Los “escépticos” son tan simpáticos en su actuación como los conductores de programas dedicados a lo paranormal, pero mucho más inquietantes. Y es que ellos deciden sobre el bien y el mal, llamándole ciencia a lo que es (y a veces a lo que no es por falta de reproducibilidad o contaminación por fraude) y “magufada” a lo que no es ciencia. Si sólo la ciencia vale como cosmovisión, si desterramos lo no científico, ¿qué haremos con la Medicina, que no es propiamente una ciencia aunque se sustente en ella? Porque la Medicina se centra al final en una relación subjetiva informada por la ciencia. Si desterramos lo no científico, ¿qué haremos con el Psicoanálisis, surgido de la ciencia aunque no sea ciencia? ¿o con la Historia (aunque haya quien se empeñe en verla científica)? ¿o con la Literatura? Y, finalmente, ¿qué haremos con la Filosofía, que parecerá a muchos neopositivistas ingenuos un arcaico juego de palabras rozando lo mítico?

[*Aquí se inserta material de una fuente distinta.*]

use std::cell::Cell;

use serde::{Deserialize, Serialize};
use std::io;
use thiserror::Error;
use types::Value;

/// Identifier for a column within a table schema.
pub type ColumnId = u32;

/// Pseudo-column that aliases a row's key, the `ROWID` escape hatch indexes
/// expose alongside their declared columns.
pub const ROWID_COLUMN: ColumnId = ColumnId::MAX;

/// Logical identifier for a page in the storage layer.
#[derive(Clone, Copy, Debug, PartialEq, Eq, Hash, PartialOrd, Ord, Serialize, Deserialize)]
pub struct PageId(pub u32);

/// Logical identifier for a table registered in the catalog.
#[derive(Clone, Copy, Debug, PartialEq, Eq, Hash, Serialize, Deserialize)]
pub struct TableId(pub u64);

/// Pointer to a row stored inside a page-store-managed page: the page holding
/// it plus a slot offset within that page. Index leaf entries (both the
/// B-tree and the hash index) carry `RecordId`s rather than embedding rows
/// directly, so a row can move between compaction passes without forcing
/// every index that references it to be rewritten.
#[derive(Clone, Copy, Debug, PartialEq, Eq, Hash, PartialOrd, Ord, Serialize, Deserialize)]
pub struct RecordId {
    pub page_id: PageId,
    pub slot: u16,
}

/// A row as seen by the scan index and the data B-tree: either a live tuple
/// of values keyed by a 64-bit row key, or a tombstone occupying a freed
/// slot and pointing at the next free slot in the chain.
///
/// `values()` returning `None` is the only "is this a tombstone" test —
/// there is no separate boolean flag to fall out of sync with the variant.
#[derive(Clone, Debug)]
pub enum Row {
    Live(LiveRow),
    Removed(RemovedRow),
}

#[derive(Clone, Debug)]
pub struct LiveRow {
    pub key: i64,
    pub values: Vec<Value>,
    /// Cached memory estimate in bytes; `-1` means uncomputed.
    pub memory_estimate: Cell<i64>,
}

#[derive(Clone, Copy, Debug, Default)]
pub struct RemovedRow {
    pub next_free: i64,
}

impl Row {
    pub fn new(key: i64, values: Vec<Value>) -> Self {
        Row::Live(LiveRow {
            key,
            values,
            memory_estimate: Cell::new(-1),
        })
    }

    pub fn removed(next_free: i64) -> Self {
        Row::Removed(RemovedRow { next_free })
    }

    pub fn key(&self) -> i64 {
        match self {
            Row::Live(r) => r.key,
            Row::Removed(r) => r.next_free,
        }
    }

    pub fn set_key(&mut self, key: i64) {
        match self {
            Row::Live(r) => r.key = key,
            Row::Removed(r) => r.next_free = key,
        }
    }

    /// Returns `None` exactly when this row is a tombstone.
    pub fn values(&self) -> Option<&[Value]> {
        match self {
            Row::Live(r) => Some(&r.values),
            Row::Removed(_) => None,
        }
    }

    pub fn is_removed(&self) -> bool {
        matches!(self, Row::Removed(_))
    }

    /// Exponentially-smoothed memory estimate: a plain running mean for the
    /// first `MEMORY_FACTOR` samples, then `avg + (x - avg) / MEMORY_FACTOR`
    /// afterwards.
    pub fn memory_estimate(&self) -> i64 {
        match self {
            Row::Live(r) => r.memory_estimate.get(),
            Row::Removed(_) => 0,
        }
    }

    pub fn set_memory_estimate(&self, estimate: i64) {
        if let Row::Live(r) = self {
            r.memory_estimate.set(estimate);
        }
    }
}

/// Canonical error type shared across database subsystems.
#[derive(Error, Debug)]
pub enum DbError {
    #[error("catalog: {0}")]
    Catalog(String),
    #[error("storage: {0}")]
    Storage(String),
    #[error("constraint violation: {0}")]
    Constraint(String),
    #[error("undo log: {0}")]
    Undo(String),
    #[error("optimizer: {0}")]
    Optimizer(String),
    #[error("off-heap store: {0}")]
    OffHeap(String),
    #[error("stream: {0}")]
    Stream(String),
    #[error(transparent)]
    Io(#[from] io::Error),
}

/// Result alias that carries a `DbError`.
pub type DbResult<T> = Result<T, DbError>;

/// Runtime configuration shared across the storage engine's subsystems.
///
/// # Example
/// ```
/// use common::Config;
///
/// let config = Config::builder()
///     .page_size(4096)
///     .cache_capacity_bytes(1 << 20)
///     .max_memory_undo(1024)
///     .build();
/// ```
#[derive(Clone, Debug, Serialize, Deserialize, bon::Builder)]
pub struct Config {
    /// Fixed-size page allocation in bytes (the immutable page size).
    #[builder(default = 4096)]
    pub page_size: usize,
    /// Resident capacity of the block read cache, in bytes.
    #[builder(default = 1 << 20)]
    pub cache_capacity_bytes: usize,
    /// In-memory undo record threshold before the undo log spills to a temp
    /// file.
    #[builder(default = 1024)]
    pub max_memory_undo: usize,
    /// Filter-count ceiling below which the join-order optimizer searches
    /// every permutation exhaustively.
    #[builder(default = 7)]
    pub max_brute_force_filters: usize,
    /// Iteration cap for the join-order optimizer's genetic search.
    #[builder(default = 500)]
    pub max_genetic_iterations: usize,
    /// Total permutation budget for the optimizer's partial brute force.
    #[builder(default = 2000)]
    pub max_brute_force: usize,
    /// Whether the page store backs a multi-version store. Controls
    /// undo-log spill eligibility.
    #[builder(default = true)]
    pub mv_store: bool,
    /// Whether the database is persistent (vs. purely in-memory); also
    /// gates undo-log spill eligibility.
    #[builder(default = true)]
    pub persistent: bool,
}

impl Default for Config {
    fn default() -> Self {
        Self {
            page_size: 4096,
            cache_capacity_bytes: 1 << 20,
            max_memory_undo: 1024,
            max_brute_force_filters: 7,
            max_genetic_iterations: 500,
            max_brute_force: 2000,
            mv_store: true,
            persistent: true,
        }
    }
}

/// External collaborator contract for LOB handling: large values get
/// intercepted on the way into a data index and registered for cleanup on
/// rollback. LOB materialization itself is out of scope; this is the named
/// seam the data index consumes.
pub trait LobStorage {
    /// Copy an external LOB value into index-owned storage, returning an
    /// opaque handle the index can persist in place of the original value.
    fn adopt(&mut self, table: TableId, value: &Value) -> DbResult<Value>;
    /// Release a previously-adopted LOB on rollback.
    fn release(&mut self, table: TableId, value: &Value) -> DbResult<()>;
}

/// No-op `LobStorage` for configurations without LOB columns.
#[derive(Debug, Default, Clone, Copy)]
pub struct NullLobStorage;

impl LobStorage for NullLobStorage {
    fn adopt(&mut self, _table: TableId, value: &Value) -> DbResult<Value> {
        Ok(value.clone())
    }

    fn release(&mut self, _table: TableId, _value: &Value) -> DbResult<()> {
        Ok(())
    }
}

/// Named external collaborator seam for the page store's undo-logging hooks
/// (spec §4.3: `logUndo`, `logAddOrRemoveRow`, `logTruncate`). The page store
/// itself has no notion of sessions or transactions — it calls back into
/// whatever implements this trait, which in practice is the per-session
/// undo log. Kept here rather than in `storage` so neither `storage` nor
/// `undo` needs to depend on the other.
pub trait UndoSink {
    /// Record the pre-image of a page about to be overwritten.
    fn log_undo(&mut self, page: PageId, prev_image: Vec<u8>) -> DbResult<()>;
    /// Record a row insert (`insert = true`) or delete (`insert = false`).
    fn log_add_or_remove_row(&mut self, table: TableId, row: &Row, insert: bool) -> DbResult<()>;
    /// Record a whole-table truncate.
    fn log_truncate(&mut self, table: TableId) -> DbResult<()>;
}

/// `UndoSink` that discards everything: used when a store is opened without
/// an owning session (e.g. bulk load, or the scan index's fallback tables).
#[derive(Debug, Default, Clone, Copy)]
pub struct NullUndoSink;

impl UndoSink for NullUndoSink {
    fn log_undo(&mut self, _page: PageId, _prev_image: Vec<u8>) -> DbResult<()> {
        Ok(())
    }
    fn log_add_or_remove_row(&mut self, _table: TableId, _row: &Row, _insert: bool) -> DbResult<()> {
        Ok(())
    }
    fn log_truncate(&mut self, _table: TableId) -> DbResult<()> {
        Ok(())
    }
}

/// Lightweight counters surfaced by the execution layer for observability;
/// not consulted by any correctness-critical path in the core.
#[derive(Clone, Debug, Default, Serialize, Deserialize)]
pub struct ExecutionStats {
    pub rows_examined: u64,
    pub pages_read: u64,
    pub pages_written: u64,
}

/// Convenient re-exports for downstream crates.
pub mod prelude {
    pub use crate::{
        Config, DbError, DbResult, ExecutionStats, LiveRow, NullUndoSink, PageId, RecordId,
        RemovedRow, Row, TableId, UndoSink, ROWID_COLUMN,
    };
    pub use types::{SqlType, Value};
}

La ciencia surgió en un contexto religioso y no se da desprendido de él. Lo único que cambia es que son muchos quienes prentenden hacer de ella misma religión, la única verdadera. La tentación inquisitorial está así servida. No sería extraño ver en un futuro próximo iniciativas parlamentarias dedicadas a fortalecer ese relato único pretendido. Ya hay instancias en ese sentido en plataformas electrónicas de recogida de firmas. De hecho, ya asistimos a algo inquisitorial en la práctica con el desplazamiento que está sufriendo la enseñanza de las humanidades a favor de una concepción del ser humano que apuesta decididamente por su formación tecno-científica de modo exclusivo.

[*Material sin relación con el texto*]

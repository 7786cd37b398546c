//! C6 — Data B-tree Index.
//!
//! A page-based B-tree keyed by a 64-bit row key (the table's `ROWID`),
//! storing a [`RecordId`] pointer into the heap/scan table at each leaf
//! entry rather than the row itself (spec §4.6: "a row lives in a heap
//! page; the index stores a pointer to it"). Built on [`storage::PageStore`],
//! so it inherits whatever caching the store was assembled with.

mod node;

#[cfg(test)]
mod tests;

use catalog::IndexId;
use common::{DbError, DbResult, PageId, RecordId, TableId, UndoSink};
use node::Node;
use storage::{PageKind, PageStore, PagedFile};

/// Number of samples after which [`BTreeIndex::memory_per_page`] switches
/// from a running mean to an exponentially-smoothed estimate (mirrors
/// `common::Row`'s per-row memory estimate, one level up).
const MEMORY_FACTOR: f64 = 32.0;

/// A page-based B-tree over 64-bit row keys.
pub struct BTreeIndex<F: PagedFile> {
    store: PageStore<F>,
    index_id: IndexId,
    root: PageId,
    row_count: u64,
    last_key: i64,
    memory_per_page: f64,
    memory_samples: u64,
    max_leaf_entries: usize,
    max_internal_keys: usize,
}

/// Outcome of inserting into a subtree: `None` if it fit without splitting,
/// `Some((pivot_key, new_right_page))` if the child had to split and a
/// separator needs to be threaded into the parent.
type SplitResult = Option<(i64, PageId)>;

impl<F: PagedFile> BTreeIndex<F> {
    /// Create a fresh index (a single empty leaf as root) over `file`.
    ///
    /// `max_leaf_entries`/`max_internal_keys` bound node fanout; the spec's
    /// "index page size" knob (scenario S1 uses a small page size to force
    /// frequent splits) is modeled here as an explicit fanout rather than a
    /// second physical page size, since `storage::PAGE_SIZE` is a
    /// workspace-wide constant (see `DESIGN.md`).
    pub fn create(
        file: F,
        index_id: IndexId,
        max_leaf_entries: usize,
        max_internal_keys: usize,
    ) -> DbResult<Self> {
        let mut store = PageStore::new(file);
        let root = store.allocate_page(PageKind::Leaf, None)?;
        let mut page = store.get_page(root, PageKind::Leaf)?;
        page.payload[..Node::new_leaf().encode().len()].copy_from_slice(&Node::new_leaf().encode());
        store.update(&page)?;
        store.set_root(index_id.0, root);
        Ok(Self {
            store,
            index_id,
            root,
            row_count: 0,
            last_key: 0,
            memory_per_page: 0.0,
            memory_samples: 0,
            max_leaf_entries: max_leaf_entries.max(2),
            max_internal_keys: max_internal_keys.max(2),
        })
    }

    /// Reopen an index whose root was previously registered in `file`'s page
    /// store, restoring the cached row count.
    pub fn open(
        file: F,
        index_id: IndexId,
        row_count: u64,
        max_leaf_entries: usize,
        max_internal_keys: usize,
    ) -> DbResult<Self> {
        let mut store = PageStore::new(file);
        let root = store.root(index_id.0).ok_or_else(|| {
            DbError::Storage(format!("no registered root for index {}", index_id.0))
        })?;
        Ok(Self {
            store,
            index_id,
            root,
            row_count,
            last_key: 0,
            memory_per_page: 0.0,
            memory_samples: 0,
            max_leaf_entries: max_leaf_entries.max(2),
            max_internal_keys: max_internal_keys.max(2),
        })
    }

    pub fn index_id(&self) -> IndexId {
        self.index_id
    }

    /// Cached row count, maintained incrementally by `add`/`remove` rather
    /// than recomputed by walking the tree (spec §4.6).
    pub fn row_count(&self) -> u64 {
        self.row_count
    }

    pub fn last_key(&self) -> i64 {
        self.last_key
    }

    /// Exponentially-smoothed average serialized node size, in bytes.
    pub fn memory_per_page(&self) -> f64 {
        self.memory_per_page
    }

    fn record_memory_sample(&mut self, bytes: usize) {
        self.memory_samples += 1;
        let x = bytes as f64;
        if self.memory_samples as f64 <= MEMORY_FACTOR {
            self.memory_per_page += (x - self.memory_per_page) / self.memory_samples as f64;
        } else {
            self.memory_per_page += (x - self.memory_per_page) / MEMORY_FACTOR;
        }
    }

    /// Insert `values` under `key`. `key == 0` means "assign the next row
    /// key" (no declared main index column, spec §4.6 step 1): the index
    /// increments its own `lastKey` counter and retries on collision by
    /// perturbing the candidate key, first by a bounded random jitter, then
    /// by successive increments, mirroring the spec's `addTry` retry policy.
    pub fn add(
        &mut self,
        sink: &mut impl UndoSink,
        table: TableId,
        key: i64,
        rid: RecordId,
    ) -> DbResult<i64> {
        let auto_assign = key == 0;
        let mut candidate = if auto_assign {
            self.last_key + 1
        } else {
            key
        };
        let mut attempt: u32 = 0;
        loop {
            match self.add_try(candidate, rid) {
                Ok(()) => break,
                Err(DbError::Constraint(_)) if auto_assign => {
                    attempt += 1;
                    candidate = if attempt == 1 {
                        candidate + (pseudo_random_jitter() % 10_000)
                    } else {
                        candidate + attempt as i64
                    };
                }
                Err(e) => return Err(e),
            }
        }
        self.last_key = self.last_key.max(candidate);
        self.row_count += 1;
        sink.log_add_or_remove_row(
            table,
            &common::Row::new(candidate, Vec::new()),
            true,
        )?;
        Ok(candidate)
    }

    /// Single insertion attempt with no retry: fails with
    /// `DbError::Constraint` if `key` is already present (spec: data index
    /// keys are unique).
    fn add_try(&mut self, key: i64, rid: RecordId) -> DbResult<()> {
        if let Some((pivot, right)) = self.insert_into(self.root, key, rid)? {
            let new_root_node = Node::Internal {
                keys: vec![pivot],
                children: vec![self.root, right],
            };
            let new_root = self.store.allocate_page(PageKind::Node, None)?;
            self.write_node(new_root, &new_root_node)?;
            self.root = new_root;
            self.store.set_root(self.index_id.0, new_root);
        }
        Ok(())
    }

    fn insert_into(&mut self, page_id: PageId, key: i64, rid: RecordId) -> DbResult<SplitResult> {
        let node = self.read_node(page_id)?;
        match node {
            Node::Internal { keys, children } => {
                let idx = keys.partition_point(|&k| k <= key);
                let child = children[idx];
                if let Some((pivot, new_child)) = self.insert_into(child, key, rid)? {
                    let mut keys = keys;
                    let mut children = children;
                    keys.insert(idx, pivot);
                    children.insert(idx + 1, new_child);
                    if keys.len() > self.max_internal_keys {
                        let mid = keys.len() / 2;
                        let split_key = keys[mid];
                        let right_keys = keys.split_off(mid + 1);
                        keys.pop(); // drop the now-promoted separator from the left side
                        let right_children = children.split_off(mid + 1);
                        self.write_node(page_id, &Node::Internal { keys, children })?;
                        let right_page = self.store.allocate_page(PageKind::Node, None)?;
                        self.write_node(
                            right_page,
                            &Node::Internal {
                                keys: right_keys,
                                children: right_children,
                            },
                        )?;
                        Ok(Some((split_key, right_page)))
                    } else {
                        self.write_node(page_id, &Node::Internal { keys, children })?;
                        Ok(None)
                    }
                } else {
                    Ok(None)
                }
            }
            Node::Leaf { mut entries, next_leaf } => {
                let idx = entries.partition_point(|(k, _)| *k < key);
                if entries.get(idx).map(|(k, _)| *k) == Some(key) {
                    return Err(DbError::Constraint(format!(
                        "DUPLICATE_KEY_1: key {key} already present in index {}",
                        self.index_id.0
                    )));
                }
                entries.insert(idx, (key, rid));
                if entries.len() > self.max_leaf_entries {
                    let mid = entries.len() / 2;
                    let right_entries = entries.split_off(mid);
                    let split_key = right_entries[0].0;
                    let right_page = self.store.allocate_page(PageKind::Leaf, None)?;
                    self.write_node(
                        right_page,
                        &Node::Leaf {
                            entries: right_entries,
                            next_leaf,
                        },
                    )?;
                    self.write_node(
                        page_id,
                        &Node::Leaf {
                            entries,
                            next_leaf: Some(right_page),
                        },
                    )?;
                    Ok(Some((split_key, right_page)))
                } else {
                    self.write_node(page_id, &Node::Leaf { entries, next_leaf })?;
                    Ok(None)
                }
            }
        }
    }

    /// Remove the entry for `key`. Returns `Ok(true)` if an entry was
    /// removed, `Ok(false)` if `key` was absent. Underflow after removal is
    /// tolerated rather than triggering a rebalance (spec's Non-goals allow
    /// under-full nodes; only splits are mandatory).
    ///
    /// Spec §4.6: "if `rowCount == 1`, replace root with a fresh empty
    /// leaf; else traverse `root.remove(key)`" — the last row resets the
    /// tree to a brand-new root page rather than leaving a tombstoned
    /// entry behind in whatever leaf it lived in.
    pub fn remove(&mut self, sink: &mut impl UndoSink, table: TableId, key: i64) -> DbResult<bool> {
        let removed = if self.row_count == 1 {
            if !self.contains_key(self.root, key)? {
                return Ok(false);
            }
            let old_root = self.root;
            let fresh = self.store.allocate_page(PageKind::Leaf, None)?;
            let mut page = self.store.get_page(fresh, PageKind::Leaf)?;
            let empty = Node::new_leaf().encode();
            page.payload[..empty.len()].copy_from_slice(&empty);
            self.store.update(&page)?;
            self.store.set_root(self.index_id.0, fresh);
            self.store.free(old_root)?;
            self.root = fresh;
            true
        } else {
            self.remove_from(self.root, key)?
        };
        if removed {
            self.row_count = self.row_count.saturating_sub(1);
            sink.log_add_or_remove_row(table, &common::Row::new(key, Vec::new()), false)?;
        }
        Ok(removed)
    }

    /// Whether `key` is present in the subtree rooted at `page_id` — used
    /// only by `remove`'s single-row fast path to confirm `key` actually
    /// names the tree's last row before resetting it.
    fn contains_key(&mut self, page_id: PageId, key: i64) -> DbResult<bool> {
        let node = self.read_node(page_id)?;
        match node {
            Node::Internal { keys, children } => {
                let idx = keys.partition_point(|&k| k <= key);
                self.contains_key(children[idx], key)
            }
            Node::Leaf { entries, .. } => Ok(entries.iter().any(|(k, _)| *k == key)),
        }
    }

    fn remove_from(&mut self, page_id: PageId, key: i64) -> DbResult<bool> {
        let node = self.read_node(page_id)?;
        match node {
            Node::Internal { keys, children } => {
                let idx = keys.partition_point(|&k| k <= key);
                self.remove_from(children[idx], key)
            }
            Node::Leaf { mut entries, next_leaf } => {
                let before = entries.len();
                entries.retain(|(k, _)| *k != key);
                let removed = entries.len() != before;
                if removed {
                    self.write_node(page_id, &Node::Leaf { entries, next_leaf })?;
                }
                Ok(removed)
            }
        }
    }

    /// Range lookup over `[low, high]` (either bound `None` means
    /// unbounded), returned in key order via the leaf sibling chain.
    pub fn find(&mut self, low: Option<i64>, high: Option<i64>) -> DbResult<Vec<(i64, RecordId)>> {
        let low = low.unwrap_or(i64::MIN);
        let high = high.unwrap_or(i64::MAX);
        let mut leaf = self.leftmost_leaf_from(self.root, low)?;
        let mut out = Vec::new();
        loop {
            let node = self.read_node(leaf)?;
            let Node::Leaf { entries, next_leaf } = node else {
                return Err(DbError::Storage("expected leaf while scanning".into()));
            };
            for (k, rid) in &entries {
                if *k < low {
                    continue;
                }
                if *k > high {
                    return Ok(out);
                }
                out.push((*k, *rid));
            }
            match next_leaf {
                Some(next) => leaf = next,
                None => return Ok(out),
            }
        }
    }

    fn leftmost_leaf_from(&mut self, page_id: PageId, low: i64) -> DbResult<PageId> {
        match self.read_node(page_id)? {
            Node::Internal { keys, children } => {
                let idx = keys.partition_point(|&k| k <= low);
                self.leftmost_leaf_from(children[idx], low)
            }
            Node::Leaf { .. } => Ok(page_id),
        }
    }

    fn read_node(&mut self, page_id: PageId) -> DbResult<Node> {
        let page = self.store.get_page_any(page_id)?;
        Node::decode(&page.payload)
    }

    fn write_node(&mut self, page_id: PageId, node: &Node) -> DbResult<()> {
        let bytes = node.encode();
        self.record_memory_sample(bytes.len());
        let kind = if node.is_leaf() {
            PageKind::Leaf
        } else {
            PageKind::Node
        };
        let mut page = self.store.get_page_any(page_id)?;
        if bytes.len() > page.payload.len() {
            return Err(DbError::Storage(format!(
                "btree node for page {} exceeds page payload ({} > {})",
                page_id.0,
                bytes.len(),
                page.payload.len()
            )));
        }
        page.kind = kind;
        page.row_count_hint = node.len() as u32;
        page.payload.fill(0);
        page.payload[..bytes.len()].copy_from_slice(&bytes);
        self.store.update(&page)
    }

    pub fn flush(&mut self) -> DbResult<()> {
        self.store.flush()
    }
}

/// Spec §4.6's duplicate-key retry jitter: `round(random() * 10000)` on the
/// first collision.
fn pseudo_random_jitter() -> i64 {
    rand::random::<u32>() as i64
}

Los "escépticos" tienen, a su pesar, su cosmovisión, pues ésta es, por ingenua que resulte, consustancial al ser humano: sólo su visión es correcta y ha de imponerse mediante el desprecio y la prohibición de cuanta “magufada” se detecte. Una paupérrima perspectiva que trata de infantilizarnos y enseñarnos lo correcto por nuestro bien. Siempre por nuestro bien, lo peor ha sucedido en la Historia. Estamos ante una pseudo-filosofía que hace de lo utilitario dogma de vida y del “¿para qué sirve?” la cuestión esencial.

Los “escépticos” parecen ignorar que la ciencia precisa de una creencia básica en algo que la trasciende. Es precisa una fe fundamental en la isotropía e invariancia de lo legal físico, en el poder de la inducción e incluso en la garantía de la articulación deductiva lógico-matemática. También parecen ignorar el poder de la confianza básica para la vida misma de cada uno.  El efecto placebo es muy claro, tanto que ha de contrastarse en cada ensayo clínico. ¿Tiene sentido despreciarlo, en nombre de la ciencia, y negarle a alguien con una enfermedad terminal su búsqueda del imposible milagro? 

La negación del mito es imposible. La renuncia al mito clásico nos arroja en manos del mito del constante progreso, un progreso que, sin restricción ética (no científica), puede acabar matándonos a todos en sentido literal, como civilización e incluso como especie. Después no habrá vuelta atrás. Si la ciencia es maravillosa, el cientificismo se está convirtiendo en una lacra.